— Problem requirements —
Word for word, restate the entries below from their first line through the line that contains "may go negative.".

Saved entries:
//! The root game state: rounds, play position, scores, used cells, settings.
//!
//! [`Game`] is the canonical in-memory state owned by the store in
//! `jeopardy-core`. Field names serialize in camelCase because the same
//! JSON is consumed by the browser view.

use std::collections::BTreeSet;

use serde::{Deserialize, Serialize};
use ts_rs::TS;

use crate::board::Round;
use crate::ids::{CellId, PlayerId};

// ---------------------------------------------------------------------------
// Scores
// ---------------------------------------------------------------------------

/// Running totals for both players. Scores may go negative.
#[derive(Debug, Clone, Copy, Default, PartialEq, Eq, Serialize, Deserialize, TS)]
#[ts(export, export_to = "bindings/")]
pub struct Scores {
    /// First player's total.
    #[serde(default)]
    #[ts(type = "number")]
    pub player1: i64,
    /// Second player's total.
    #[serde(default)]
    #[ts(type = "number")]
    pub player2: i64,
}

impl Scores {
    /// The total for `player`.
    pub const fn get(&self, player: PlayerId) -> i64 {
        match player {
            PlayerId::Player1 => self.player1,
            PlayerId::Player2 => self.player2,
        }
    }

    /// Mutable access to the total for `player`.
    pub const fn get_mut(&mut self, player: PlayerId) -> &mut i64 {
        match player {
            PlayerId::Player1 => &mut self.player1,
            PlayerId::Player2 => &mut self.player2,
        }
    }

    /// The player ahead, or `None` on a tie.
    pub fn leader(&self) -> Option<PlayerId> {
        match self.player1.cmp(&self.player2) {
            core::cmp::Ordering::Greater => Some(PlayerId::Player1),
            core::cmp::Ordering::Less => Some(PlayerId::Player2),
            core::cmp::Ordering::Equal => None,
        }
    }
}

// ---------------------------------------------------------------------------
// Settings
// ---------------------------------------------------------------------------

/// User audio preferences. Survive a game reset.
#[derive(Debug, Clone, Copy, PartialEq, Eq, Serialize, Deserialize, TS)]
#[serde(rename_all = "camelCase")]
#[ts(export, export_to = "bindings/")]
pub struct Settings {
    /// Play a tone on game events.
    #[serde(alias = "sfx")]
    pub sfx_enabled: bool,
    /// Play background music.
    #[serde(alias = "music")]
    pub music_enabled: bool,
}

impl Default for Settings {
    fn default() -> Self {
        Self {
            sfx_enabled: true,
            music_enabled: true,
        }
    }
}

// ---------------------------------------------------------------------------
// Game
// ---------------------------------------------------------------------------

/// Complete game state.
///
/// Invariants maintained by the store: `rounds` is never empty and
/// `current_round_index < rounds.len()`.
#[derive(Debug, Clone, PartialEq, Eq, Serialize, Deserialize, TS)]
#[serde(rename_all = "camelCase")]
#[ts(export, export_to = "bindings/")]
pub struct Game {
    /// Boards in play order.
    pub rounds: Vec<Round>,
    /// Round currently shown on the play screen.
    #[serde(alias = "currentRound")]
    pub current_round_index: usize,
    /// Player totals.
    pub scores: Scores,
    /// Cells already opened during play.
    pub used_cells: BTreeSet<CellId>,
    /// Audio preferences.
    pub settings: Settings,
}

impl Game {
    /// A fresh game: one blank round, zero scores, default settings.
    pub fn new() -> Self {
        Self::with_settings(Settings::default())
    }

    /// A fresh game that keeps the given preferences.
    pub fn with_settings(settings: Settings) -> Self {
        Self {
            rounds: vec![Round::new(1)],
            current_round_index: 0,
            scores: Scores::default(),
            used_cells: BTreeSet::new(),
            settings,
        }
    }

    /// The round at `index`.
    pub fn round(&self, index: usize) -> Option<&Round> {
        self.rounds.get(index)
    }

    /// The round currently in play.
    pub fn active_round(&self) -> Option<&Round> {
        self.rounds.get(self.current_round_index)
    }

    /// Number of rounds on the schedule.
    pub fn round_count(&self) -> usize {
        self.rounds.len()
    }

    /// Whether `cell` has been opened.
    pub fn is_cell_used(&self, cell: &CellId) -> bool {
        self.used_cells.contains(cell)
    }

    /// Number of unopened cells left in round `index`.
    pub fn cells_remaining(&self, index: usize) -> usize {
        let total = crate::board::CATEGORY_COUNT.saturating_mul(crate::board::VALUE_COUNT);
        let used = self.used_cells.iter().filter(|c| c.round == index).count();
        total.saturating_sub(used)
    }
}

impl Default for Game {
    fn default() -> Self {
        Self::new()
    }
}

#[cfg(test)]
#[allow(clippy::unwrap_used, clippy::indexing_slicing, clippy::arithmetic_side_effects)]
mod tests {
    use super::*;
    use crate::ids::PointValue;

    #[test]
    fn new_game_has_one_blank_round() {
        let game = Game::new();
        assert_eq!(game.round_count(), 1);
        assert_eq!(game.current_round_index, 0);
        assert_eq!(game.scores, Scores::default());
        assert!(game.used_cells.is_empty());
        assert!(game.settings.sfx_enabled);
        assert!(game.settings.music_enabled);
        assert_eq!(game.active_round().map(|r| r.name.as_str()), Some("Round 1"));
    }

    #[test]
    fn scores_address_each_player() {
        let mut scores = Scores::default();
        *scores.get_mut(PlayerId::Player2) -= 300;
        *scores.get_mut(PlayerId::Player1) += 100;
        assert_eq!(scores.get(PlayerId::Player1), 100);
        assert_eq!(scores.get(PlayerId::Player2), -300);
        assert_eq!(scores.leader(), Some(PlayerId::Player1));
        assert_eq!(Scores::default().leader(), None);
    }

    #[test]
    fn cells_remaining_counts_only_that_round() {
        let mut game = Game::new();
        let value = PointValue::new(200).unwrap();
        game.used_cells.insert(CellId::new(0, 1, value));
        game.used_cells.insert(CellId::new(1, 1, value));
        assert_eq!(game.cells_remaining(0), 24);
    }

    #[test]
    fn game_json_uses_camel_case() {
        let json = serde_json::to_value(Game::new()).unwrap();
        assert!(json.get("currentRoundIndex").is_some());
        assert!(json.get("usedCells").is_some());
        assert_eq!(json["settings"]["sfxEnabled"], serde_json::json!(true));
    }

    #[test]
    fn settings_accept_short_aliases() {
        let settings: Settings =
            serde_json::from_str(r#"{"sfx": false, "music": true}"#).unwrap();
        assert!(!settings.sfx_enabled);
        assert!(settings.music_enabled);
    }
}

— Expected answer —
//! The root game state: rounds, play position, scores, used cells, settings.
//!
//! [`Game`] is the canonical in-memory state owned by the store in
//! `jeopardy-core`. Field names serialize in camelCase because the same
//! JSON is consumed by the browser view.

use std::collections::BTreeSet;

use serde::{Deserialize, Serialize};
use ts_rs::TS;

use crate::board::Round;
use crate::ids::{CellId, PlayerId};

// ---------------------------------------------------------------------------
// Scores
// ---------------------------------------------------------------------------

/// Running totals for both players. Scores may go negative.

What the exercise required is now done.